→ GIVEN ENTRIES:
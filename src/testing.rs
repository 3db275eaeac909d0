// どこで: テスト用のリモート能力モック
// 何を: 送信・確認・参照の呼び出しを順番に記録し、指定した呼び出しを失敗させる
// なぜ: RPC ノードなしでワークフローの手順を検証するため

use async_trait::async_trait;
use ethers::types::{Address, TxHash, U256};
use std::collections::HashMap;
use std::sync::{Arc, Mutex, MutexGuard};
use tokio::sync::Semaphore;

use crate::evm_client::gateway::{
    AddLiquidityParams, DexGateway, RemoteError, RemoveLiquidityParams, SwapParams, WalletProvider,
};
use crate::state::{Phase, WorkflowKind};
use crate::workflow::StatusSink;

#[derive(Debug, Clone, PartialEq, Eq)]
pub enum Submission {
    Approve {
        token: Address,
        spender: Address,
        amount: U256,
    },
    Swap(SwapParams),
    AddLiquidity(AddLiquidityParams),
    RemoveLiquidity(RemoveLiquidityParams),
    Mint {
        token: Address,
        to: Address,
        amount: U256,
    },
}

#[derive(Debug, Clone, PartialEq, Eq)]
pub enum Query {
    Price(Address, Address),
    Liquidity(Address),
    TokenBalance(Address, Address),
}

#[derive(Debug, Clone, PartialEq, Eq)]
pub enum Event {
    Submitted { tx: TxHash, call: Submission },
    SubmitRejected(Submission),
    Confirmed(TxHash),
    ConfirmFailed(TxHash),
    Query(Query),
}

#[derive(Default)]
struct Inner {
    events: Vec<Event>,
    attempts: usize,
    fail_submit: HashMap<usize, RemoteError>,
    fail_confirm: HashMap<usize, RemoteError>,
    fail_reads: Option<RemoteError>,
    price: U256,
    liquidity: U256,
    balances: HashMap<Address, U256>,
}

/// 記録型のモックゲートウェイ。
///
/// 送信の試行には 0 から番号が振られ、成功した送信には `番号 + 1` を
/// 下位ビットに持つハッシュが返る。失敗指定もこの番号で行う。
#[derive(Clone)]
pub struct MockGateway {
    caller: Address,
    venue: Address,
    inner: Arc<Mutex<Inner>>,
    gate: Option<Arc<Semaphore>>,
}

impl Default for MockGateway {
    fn default() -> Self {
        Self::new()
    }
}

impl MockGateway {
    pub fn new() -> Self {
        MockGateway {
            caller: Address::from_low_u64_be(0xca11),
            venue: Address::from_low_u64_be(0x5a9),
            inner: Arc::new(Mutex::new(Inner::default())),
            gate: None,
        }
    }

    pub fn with_addresses(caller: Address, venue: Address) -> Self {
        MockGateway {
            caller,
            venue,
            ..Self::new()
        }
    }

    /// 確認待ちを `release` されるまで止める
    pub fn gated(mut self) -> Self {
        self.gate = Some(Arc::new(Semaphore::new(0)));
        self
    }

    pub fn release(&self, confirmations: usize) {
        if let Some(gate) = &self.gate {
            gate.add_permits(confirmations);
        }
    }

    pub fn set_price(&self, price: U256) {
        self.lock().price = price;
    }

    pub fn set_liquidity(&self, liquidity: U256) {
        self.lock().liquidity = liquidity;
    }

    pub fn set_balance(&self, token: Address, amount: U256) {
        self.lock().balances.insert(token, amount);
    }

    pub fn fail_submission(&self, attempt: usize, error: RemoteError) {
        self.lock().fail_submit.insert(attempt, error);
    }

    pub fn fail_confirmation(&self, attempt: usize, error: RemoteError) {
        self.lock().fail_confirm.insert(attempt, error);
    }

    pub fn fail_reads(&self, error: Option<RemoteError>) {
        self.lock().fail_reads = error;
    }

    pub fn events(&self) -> Vec<Event> {
        self.lock().events.clone()
    }

    /// 成功した送信だけを順番に返す
    pub fn submissions(&self) -> Vec<Submission> {
        self.lock()
            .events
            .iter()
            .filter_map(|e| match e {
                Event::Submitted { call, .. } => Some(call.clone()),
                _ => None,
            })
            .collect()
    }

    pub fn confirmed(&self) -> Vec<TxHash> {
        self.lock()
            .events
            .iter()
            .filter_map(|e| match e {
                Event::Confirmed(tx) => Some(*tx),
                _ => None,
            })
            .collect()
    }

    pub fn queries(&self) -> Vec<Query> {
        self.lock()
            .events
            .iter()
            .filter_map(|e| match e {
                Event::Query(q) => Some(q.clone()),
                _ => None,
            })
            .collect()
    }

    fn lock(&self) -> MutexGuard<'_, Inner> {
        self.inner.lock().unwrap_or_else(|poisoned| poisoned.into_inner())
    }

    fn submit(&self, call: Submission) -> Result<TxHash, RemoteError> {
        let mut inner = self.lock();
        let attempt = inner.attempts;
        inner.attempts += 1;
        if let Some(err) = inner.fail_submit.remove(&attempt) {
            inner.events.push(Event::SubmitRejected(call));
            return Err(err);
        }
        let tx = TxHash::from_low_u64_be(attempt as u64 + 1);
        inner.events.push(Event::Submitted { tx, call });
        Ok(tx)
    }

    fn read(&self, query: Query) -> Result<MutexGuard<'_, Inner>, RemoteError> {
        let mut inner = self.lock();
        inner.events.push(Event::Query(query));
        if let Some(err) = inner.fail_reads.clone() {
            return Err(err);
        }
        Ok(inner)
    }
}

#[async_trait]
impl DexGateway for MockGateway {
    fn caller(&self) -> Address {
        self.caller
    }

    fn venue(&self) -> Address {
        self.venue
    }

    async fn get_price(&self, token_a: Address, token_b: Address) -> Result<U256, RemoteError> {
        Ok(self.read(Query::Price(token_a, token_b))?.price)
    }

    async fn liquidity_balance(&self, owner: Address) -> Result<U256, RemoteError> {
        Ok(self.read(Query::Liquidity(owner))?.liquidity)
    }

    async fn token_balance(&self, token: Address, owner: Address) -> Result<U256, RemoteError> {
        let inner = self.read(Query::TokenBalance(token, owner))?;
        Ok(inner.balances.get(&token).copied().unwrap_or_default())
    }

    async fn approve(
        &self,
        token: Address,
        spender: Address,
        amount: U256,
    ) -> Result<TxHash, RemoteError> {
        self.submit(Submission::Approve {
            token,
            spender,
            amount,
        })
    }

    async fn swap_exact_tokens_for_tokens(&self, params: SwapParams) -> Result<TxHash, RemoteError> {
        self.submit(Submission::Swap(params))
    }

    async fn add_liquidity(&self, params: AddLiquidityParams) -> Result<TxHash, RemoteError> {
        self.submit(Submission::AddLiquidity(params))
    }

    async fn remove_liquidity(
        &self,
        params: RemoveLiquidityParams,
    ) -> Result<TxHash, RemoteError> {
        self.submit(Submission::RemoveLiquidity(params))
    }

    async fn mint(&self, token: Address, to: Address, amount: U256) -> Result<TxHash, RemoteError> {
        self.submit(Submission::Mint { token, to, amount })
    }

    async fn confirm(&self, tx: TxHash) -> Result<(), RemoteError> {
        if let Some(gate) = &self.gate {
            if let Ok(permit) = gate.acquire().await {
                permit.forget();
            }
        }
        let attempt = tx.to_low_u64_be().saturating_sub(1) as usize;
        let mut inner = self.lock();
        if let Some(err) = inner.fail_confirm.remove(&attempt) {
            inner.events.push(Event::ConfirmFailed(tx));
            return Err(err);
        }
        inner.events.push(Event::Confirmed(tx));
        Ok(())
    }
}

/// `request_account` のたびに同じモックを返す wallet
#[derive(Clone)]
pub struct MockWallet {
    gateway: MockGateway,
    reject: Option<RemoteError>,
}

impl MockWallet {
    pub fn new(gateway: MockGateway) -> Self {
        MockWallet {
            gateway,
            reject: None,
        }
    }

    pub fn rejecting(gateway: MockGateway, error: RemoteError) -> Self {
        MockWallet {
            gateway,
            reject: Some(error),
        }
    }

    pub fn gateway(&self) -> &MockGateway {
        &self.gateway
    }
}

#[async_trait]
impl WalletProvider for MockWallet {
    async fn request_account(&self) -> Result<Arc<dyn DexGateway>, RemoteError> {
        match &self.reject {
            Some(err) => Err(err.clone()),
            None => Ok(Arc::new(self.gateway.clone())),
        }
    }
}

/// 受け取った進捗表示を記録する
#[derive(Default)]
pub struct RecordingSink {
    updates: Mutex<Vec<(WorkflowKind, Phase, String)>>,
}

impl RecordingSink {
    pub fn texts(&self) -> Vec<String> {
        self.updates
            .lock()
            .unwrap_or_else(|poisoned| poisoned.into_inner())
            .iter()
            .map(|(_, _, text)| text.clone())
            .collect()
    }

    pub fn phases(&self) -> Vec<Phase> {
        self.updates
            .lock()
            .unwrap_or_else(|poisoned| poisoned.into_inner())
            .iter()
            .map(|(_, phase, _)| *phase)
            .collect()
    }
}

#[async_trait]
impl StatusSink for RecordingSink {
    async fn update(&self, kind: WorkflowKind, phase: Phase, text: String) {
        self.updates
            .lock()
            .unwrap_or_else(|poisoned| poisoned.into_inner())
            .push((kind, phase, text));
    }
}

→ TASK TO CARRY OUT:
Return, exactly, the lines from the first line of the records above to the line containing "use std::collections::HashMap;", both included.

→ EXERCISE ANSWER:
filename src/testing.rs
repository 3db275eaeac909d0
// どこで: テスト用のリモート能力モック
// 何を: 送信・確認・参照の呼び出しを順番に記録し、指定した呼び出しを失敗させる
// なぜ: RPC ノードなしでワークフローの手順を検証するため

use async_trait::async_trait;
use ethers::types::{Address, TxHash, U256};
use std::collections::HashMap;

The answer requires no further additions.